Skinner et M. Viroli (eds), Cambridge, Cambridge University
Press, 1990, p. 147). Voir aussi, à ce propos, la
définition, par Salutati, de la scientia civilis
qui ne concerne que la civitas en tant que communauté
de citoyens liés par la loi (in Salutati, De nobilitate
legum et medicinae, a cura di E. Garin, Florence, 1947,
cap. X).
(22)
Op. cit., p. 61 : "de quelle façon l'homme s'y prend,
dans la vie civique, pour s'exercer à ces hauts faits
dignes des oeuvres vertueuses, montrant ainsi comment l'on
vit en homme prudent, tempéré et fort, ces
trois principales qualités en lesquelles réside
l'honnêteté des citoyens".
(23)
L'auteur insiste sur "la forza del luogo, tempo e circunstanti
persone" ("la force du lieu, du temps et des personnes
présentes") qui fait que "alle volte vitupera
le cose che per loro stessi sarebbono honeste e bene"
("parfois il condamne des choses qui en elles-mêmes
auraient été honnêtes et bonnes"), op.
cit., p. 92).
(24)
"Le bien civil suprême" (ibid., p. 115).
(25)
Ibid., p. 131-32 ("tout bon citoyen qui est placé
dans une magistrature où il représente l'un
des membres principaux de la cité, doit comprendre,
avant tout autre chose, qu'il n'est pas une personne privée
mais qu'il représente la personne universelle de
la cité tout entière, qu'il est la république
animée" (c'est nous qui soulignons). On pourrait
rapprocher cette dichotomie personne privée/personne
universelle des ambiguïtés sur les sens du terme
de stato qui peut renvoyer, d'une part, à
la détention personnel d'un bien, d'une position
ou d'un pouvoir et, d'autre part, à l'incarnation
matérielle, historique, de ce pouvoir ou de ce régime
(non sans que demeure parfois des cas où les deux
acceptions se croisent et s'entrecoupent, voire se confondent).
(26)
Op. cit., vol. 1, p. 40 : "vivre civilement ne dépend
pas de la cité mais des qualités de l'esprit"

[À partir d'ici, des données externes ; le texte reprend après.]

//! Shared application state for axum handlers.

use std::sync::Arc;

use axum::extract::FromRef;

use heatgate_app::ports::{ActivityLog, HeatingConnector, Terminator};
use heatgate_app::services::activation_service::ActivationService;
use heatgate_app::services::zone_service::ZoneService;

use crate::auth::ApiKey;

/// Application state shared across all axum handlers.
///
/// Generic over the connector, activity log and terminator to avoid dynamic
/// dispatch. `Clone` is implemented manually so the underlying types
/// themselves do not need to be `Clone`; only the `Arc` wrappers are cloned.
pub struct AppState<N: HeatingConnector, L, T> {
    /// Owner of the vendor session.
    pub activation: Arc<ActivationService<N, L, T>>,
    /// Zone commands.
    pub zones: Arc<ZoneService<L>>,
    /// Shared secret expected in `X-API-KEY`.
    pub api_key: ApiKey,
}

impl<N: HeatingConnector, L, T> Clone for AppState<N, L, T> {
    fn clone(&self) -> Self {
        Self {
            activation: Arc::clone(&self.activation),
            zones: Arc::clone(&self.zones),
            api_key: self.api_key.clone(),
        }
    }
}

impl<N: HeatingConnector, L, T> FromRef<AppState<N, L, T>> for ApiKey {
    fn from_ref(state: &AppState<N, L, T>) -> Self {
        state.api_key.clone()
    }
}

impl<N, L, T> AppState<N, L, T>
where
    N: HeatingConnector + 'static,
    L: ActivityLog + 'static,
    T: Terminator + 'static,
{
    /// Create a new application state from service instances.
    pub fn new(
        activation: ActivationService<N, L, T>,
        zones: ZoneService<L>,
        api_key: ApiKey,
    ) -> Self {
        Self::from_arcs(Arc::new(activation), Arc::new(zones), api_key)
    }

    /// Create a new application state from pre-wrapped `Arc` services.
    ///
    /// Use this when the activation service is shared with the startup
    /// warm-up task before constructing the HTTP state.
    pub fn from_arcs(
        activation: Arc<ActivationService<N, L, T>>,
        zones: Arc<ZoneService<L>>,
        api_key: ApiKey,
    ) -> Self {
        Self {
            activation,
            zones,
            api_key,
        }
    }
}
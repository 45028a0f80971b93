//! tado adapter error types.

use heatgate_domain::error::{FatalError, HeatGateError};

/// Errors specific to the tado adapter.
#[derive(Debug, thiserror::Error)]
pub enum TadoError {
    /// The HTTP request could not be sent or its body not read.
    #[error("tado request failed")]
    Http(#[from] reqwest::Error),

    /// tado answered with a non-success status.
    #[error("tado returned {status}: {body}")]
    Status {
        /// HTTP status code.
        status: u16,
        /// Response body, as text.
        body: String,
    },

    /// The token file could not be read or written.
    #[error("token file error")]
    TokenFile(#[source] std::io::Error),

    /// The token file is not accessible to this process.
    #[error("permission denied on token file {path}")]
    PermissionDenied {
        path: String,
        #[source]
        source: std::io::Error,
    },

    /// The token could not be serialized for the token file.
    #[error("failed to encode token file")]
    Encode(#[source] serde_json::Error),

    /// The account has no home to control.
    #[error("tado account has no home")]
    NoHome,

    /// A zone command was issued before the device was activated.
    #[error("device activation not completed")]
    NotActivated,
}

impl TadoError {
    /// Convert for propagation across port boundaries.
    ///
    /// Token-file permission problems become [`HeatGateError::Fatal`];
    /// everything else is a retryable [`HeatGateError::Vendor`].
    pub fn into_domain(self) -> HeatGateError {
        match self {
            Self::PermissionDenied { path, source } => {
                FatalError::PermissionDenied { path, source }.into()
            }
            other => HeatGateError::vendor(other),
        }
    }

    /// Build the error for a token-file IO failure.
    pub(crate) fn from_io(path: &std::path::Path, err: std::io::Error) -> Self {
        if err.kind() == std::io::ErrorKind::PermissionDenied {
            Self::PermissionDenied {
                path: path.display().to_string(),
                source: err,
            }
        } else {
            Self::TokenFile(err)
        }
    }
}

impl From<TadoError> for HeatGateError {
    fn from(err: TadoError) -> Self {
        err.into_domain()
    }
}
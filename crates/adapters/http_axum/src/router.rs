//! Axum router assembly.

use axum::routing::get;
use axum::{Json, Router};
use serde::Serialize;
use tower_http::trace::TraceLayer;

use heatgate_app::ports::{ActivityLog, HeatingConnector, Terminator};

use crate::state::AppState;

/// Build the top-level axum [`Router`].
///
/// `/health` is open; every other route requires the API key.
/// Includes a [`TraceLayer`] that logs each HTTP request/response at the
/// `DEBUG` level using the `tracing` ecosystem.
pub fn build<N, L, T>(state: AppState<N, L, T>) -> Router
where
    N: HeatingConnector + 'static,
    L: ActivityLog + 'static,
    T: Terminator + 'static,
{
    Router::new()
        .route("/health", get(health_check))
        .merge(crate::api::routes())
        .layer(TraceLayer::new_for_http())
        .with_state(state)
}

#[derive(Serialize)]
struct Health {
    status: &'static str,
}

async fn health_check() -> Json<Health> {
    Json(Health { status: "running" })
}

#[cfg(test)]
mod tests {
    use std::sync::{Arc, Mutex};

    use super::*;
    use crate::auth::{API_KEY_HEADER, ApiKey};
    use axum::body::Body;
    use axum::http::{Request, StatusCode};
    use heatgate_app::ports::HeatingClient;
    use heatgate_app::services::activation_service::ActivationService;
    use heatgate_app::services::zone_service::ZoneService;
    use heatgate_domain::activation::ActivationStatus;
    use heatgate_domain::error::HeatGateError;
    use heatgate_domain::zone::{WindowState, Zone, ZoneId};
    use http_body_util::BodyExt;
    use tower::ServiceExt;

    const SECRET: &str = "s3cret";

    type Calls = Arc<Mutex<Vec<String>>>;

    struct StubClient {
        calls: Calls,
        open: Option<u32>,
    }

    impl StubClient {
        fn push(&self, call: String) {
            self.calls.lock().unwrap().push(call);
        }
    }

    impl HeatingClient for StubClient {
        async fn activation_status(&self) -> Result<ActivationStatus, HeatGateError> {
            Ok(ActivationStatus::Completed)
        }
        async fn verification_url(&self) -> Result<String, HeatGateError> {
            Ok(String::new())
        }
        async fn activate(&self) -> Result<(), HeatGateError> {
            Ok(())
        }
        async fn get_zones(&self) -> Result<Vec<Zone>, HeatGateError> {
            self.push("zones".into());
            Ok(vec![
                Zone::new(1, "LivingRoom"),
                Zone::new(2, "Kitchen"),
            ])
        }
        async fn get_window_state(&self, zone: ZoneId) -> Result<WindowState, HeatGateError> {
            self.push(format!("state:{zone}"));
            Ok(if self.open == Some(zone.get()) {
                WindowState::detected()
            } else {
                WindowState::closed()
            })
        }
        async fn set_open_window(&self, zone: ZoneId) -> Result<(), HeatGateError> {
            self.push(format!("open_window:{zone}"));
            Ok(())
        }
        async fn cancel_overlay(&self, zone: ZoneId) -> Result<(), HeatGateError> {
            self.push(format!("cancel_overlay:{zone}"));
            Ok(())
        }
    }

    struct StubConnector {
        calls: Calls,
        open: Option<u32>,
    }

    impl HeatingConnector for StubConnector {
        type Client = StubClient;

        fn has_stored_token(&self) -> bool {
            true
        }

        async fn connect(&self) -> Result<StubClient, HeatGateError> {
            self.calls.lock().unwrap().push("connect".into());
            Ok(StubClient {
                calls: Arc::clone(&self.calls),
                open: self.open,
            })
        }
    }

    #[derive(Clone)]
    struct NullLog;

    impl ActivityLog for NullLog {
        fn record(&self, _message: &str) {}
    }

    struct NoExit;

    impl Terminator for NoExit {
        fn terminate(&self, _code: i32) {}
    }

    fn app(open: Option<u32>) -> (Router, Calls) {
        let calls = Calls::default();
        let connector = StubConnector {
            calls: Arc::clone(&calls),
            open,
        };
        let state = AppState::new(
            ActivationService::new(connector, NullLog, NoExit),
            ZoneService::new(NullLog),
            ApiKey::new(SECRET),
        );
        (build(state), calls)
    }

    fn request(method: &str, uri: &str, key: Option<&str>) -> Request<Body> {
        let mut builder = Request::builder().method(method).uri(uri);
        if let Some(key) = key {
            builder = builder.header(API_KEY_HEADER, key);
        }
        builder.body(Body::empty()).unwrap()
    }

    async fn json_body(response: axum::response::Response) -> serde_json::Value {
        let bytes = response.into_body().collect().await.unwrap().to_bytes();
        serde_json::from_slice(&bytes).unwrap()
    }

    #[tokio::test]
    async fn should_return_running_from_health_without_key() {
        let (app, _) = app(None);

        let resp = app.oneshot(request("GET", "/health", None)).await.unwrap();

        assert_eq!(resp.status(), StatusCode::OK);
        assert_eq!(json_body(resp).await, serde_json::json!({"status": "running"}));
    }

    #[tokio::test]
    async fn should_return_running_from_health_with_wrong_key() {
        let (app, calls) = app(None);

        let resp = app
            .oneshot(request("GET", "/health", Some("nope")))
            .await
            .unwrap();

        assert_eq!(resp.status(), StatusCode::OK);
        assert_eq!(json_body(resp).await, serde_json::json!({"status": "running"}));
        assert!(calls.lock().unwrap().is_empty());
    }

    #[tokio::test]
    async fn should_reject_wrong_key_before_touching_vendor() {
        let (app, calls) = app(None);

        let resp = app
            .oneshot(request("PUT", "/heater/off?zone=Kitchen", Some("nope")))
            .await
            .unwrap();

        assert_eq!(resp.status(), StatusCode::FORBIDDEN);
        assert_eq!(json_body(resp).await, serde_json::json!({"detail": "Forbidden"}));
        assert!(calls.lock().unwrap().is_empty());
    }

    #[tokio::test]
    async fn should_reject_missing_key_on_zones() {
        let (app, calls) = app(None);

        let resp = app.oneshot(request("GET", "/zones", None)).await.unwrap();

        assert_eq!(resp.status(), StatusCode::FORBIDDEN);
        assert!(calls.lock().unwrap().is_empty());
    }

    #[tokio::test]
    async fn should_turn_off_named_zone_echoing_supplied_name() {
        let (app, calls) = app(None);

        let resp = app
            .oneshot(request("PUT", "/heater/off?zone=livingroom", Some(SECRET)))
            .await
            .unwrap();

        assert_eq!(resp.status(), StatusCode::OK);
        assert_eq!(
            json_body(resp).await,
            serde_json::json!({"status": "ok", "action": "heater_off", "zone": "livingroom"})
        );
        assert!(calls.lock().unwrap().contains(&"open_window:1".to_string()));
    }

    #[tokio::test]
    async fn should_turn_off_first_open_window_zone_when_zone_omitted() {
        let (app, calls) = app(Some(2));

        let resp = app
            .oneshot(request("PUT", "/heater/off?zone=", Some(SECRET)))
            .await
            .unwrap();

        assert_eq!(resp.status(), StatusCode::OK);
        assert_eq!(
            json_body(resp).await,
            serde_json::json!({"status": "ok", "action": "heater_off", "zone": "Kitchen"})
        );
        assert!(calls.lock().unwrap().contains(&"open_window:2".to_string()));
    }

    #[tokio::test]
    async fn should_return_404_when_no_window_is_open() {
        let (app, _) = app(None);

        let resp = app
            .oneshot(request("PUT", "/heater/off", Some(SECRET)))
            .await
            .unwrap();

        assert_eq!(resp.status(), StatusCode::NOT_FOUND);
        assert_eq!(
            json_body(resp).await,
            serde_json::json!({"detail": "No zone with open window detected"})
        );
    }

    #[tokio::test]
    async fn should_return_404_for_unknown_zone() {
        let (app, calls) = app(None);

        let resp = app
            .oneshot(request("PUT", "/heater/on?zone=Attic", Some(SECRET)))
            .await
            .unwrap();

        assert_eq!(resp.status(), StatusCode::NOT_FOUND);
        assert_eq!(
            json_body(resp).await,
            serde_json::json!({"detail": "Zone 'Attic' not found"})
        );
        assert!(
            !calls
                .lock()
                .unwrap()
                .iter()
                .any(|call| call.starts_with("cancel_overlay"))
        );
    }

    #[tokio::test]
    async fn should_require_zone_for_heater_on_without_vendor_call() {
        let (app, calls) = app(None);

        let resp = app
            .oneshot(request("PUT", "/heater/on", Some(SECRET)))
            .await
            .unwrap();

        assert_eq!(resp.status(), StatusCode::UNPROCESSABLE_ENTITY);
        assert_eq!(
            json_body(resp).await,
            serde_json::json!({"detail": "Query parameter 'zone' is required"})
        );
        assert!(calls.lock().unwrap().is_empty());
    }

    #[tokio::test]
    async fn should_turn_on_named_zone() {
        let (app, calls) = app(None);

        let resp = app
            .oneshot(request("PUT", "/heater/on?zone=KITCHEN", Some(SECRET)))
            .await
            .unwrap();

        assert_eq!(resp.status(), StatusCode::OK);
        assert_eq!(
            json_body(resp).await,
            serde_json::json!({"status": "ok", "action": "heater_on", "zone": "KITCHEN"})
        );
        assert!(calls.lock().unwrap().contains(&"cancel_overlay:2".to_string()));
    }

    #[tokio::test]
    async fn should_list_zone_names_in_vendor_order() {
        let (app, _) = app(None);

        let resp = app.oneshot(request("GET", "/zones", Some(SECRET))).await.unwrap();

        assert_eq!(resp.status(), StatusCode::OK);
        assert_eq!(
            json_body(resp).await,
            serde_json::json!(["LivingRoom", "Kitchen"])
        );
    }
}
//! # heatgate-app
//!
//! Application layer: use-cases and **port definitions** (traits).
//!
//! ## Responsibilities
//! - Define **port traits** that adapters must implement (driven/outbound ports):
//!   - `HeatingConnector`: builds a vendor session bound to the token file
//!   - `HeatingClient`: activation handshake and zone commands
//!   - `ActivityLog`: user-visible, best-effort action log
//!   - `Terminator`: ends the process on unrecoverable errors
//! - Define **driving/inbound** use-cases:
//!   - `ActivationService`: owns the single vendor session, retries activation
//!   - `ZoneService`: resolves zones and turns heaters off/on
//!
//! ## Dependency rule
//! Depends on `heatgate-domain` only (plus `tokio::sync`/`tokio::time`).
//! Never imports adapter crates. Adapters depend on *this* crate, not the reverse.

pub mod ports;
pub mod services;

; "c'est ainsi que j'entends la conversation civile non
par rapport à la seule cité, mais eu égard
aux coutumes et aux manières qui la rendent civile.
Et de même que les lois et les coutumes civiles sont
répandues non seulement dans les villes mais dans
les hameaux, les bourgs et les peuples qui sont soumis à
la cité, de même je veux que la conversation
civile appartienne non seulement aux hommes qui vivent dans
les villes mais à tout autre espèce de personnes,
où qu'elles se trouvent et quel que soit leur état
: et, en somme, que la conversation civile soit honnête,
louable et vertueuse".
(27)
La formule est présente chez Machiavel et Guicciardini
: voir Istorie fiorentine, III, 7 et Dialogo del
reggimento di Firenze (in Ecrits politiques,
op. cit., p. 296 - où Guicciardini cite un ricordo
de Gino Capponi, remontant à la fin du XIVe siècle).
(28)
Palmieri, op. cit., p. 133-136.
(29)
Ibid., p. 139 : dans ce "chemin moins erroné" (et,
en même temps, moins "errant"), on retrouve le concept
florentin de manco male ("moindre mal"), ou meno
peggio ( moins pire ), fréquemment
utilisé par Guicciardini, mais aussi par Machiavel.
(30)
Ibid., p. 191 : "la multitude civile, en en retranchant
toutefois l'infime plèbe de la cité" doit
imposer son "jugement meilleur" au "petit nombre de ceux
qui s'y entendent".
(31)
Le chef d'oeuvre de Castiglione est traduit en français
dès 1538 (nouvelle traduction en 1580) ; la traduction
française du Galatée est publiée
en 1562 ; celle de la Civil conversazione de Guazzo
sort en 1579 (cinq ans après sa première édition
italienne).
(32)
D'une autre façon, à cause de son attention
privilégiée aux luttes extérieures
contre les tyrans milanais et au nom d'une posture oligarchique
et anti-mercantile qui ne dialogue pas avec la tradition
communale, Leonardo Bruni se garde bien de traiter des dissensions
internes et des luttes sociales dans son "histoire du peuple
florentin" (ce que lui reprochera d'ailleurs, un siècle
plus tard, Machiavel, dans son prologue général
à ses propres Histoires florentines).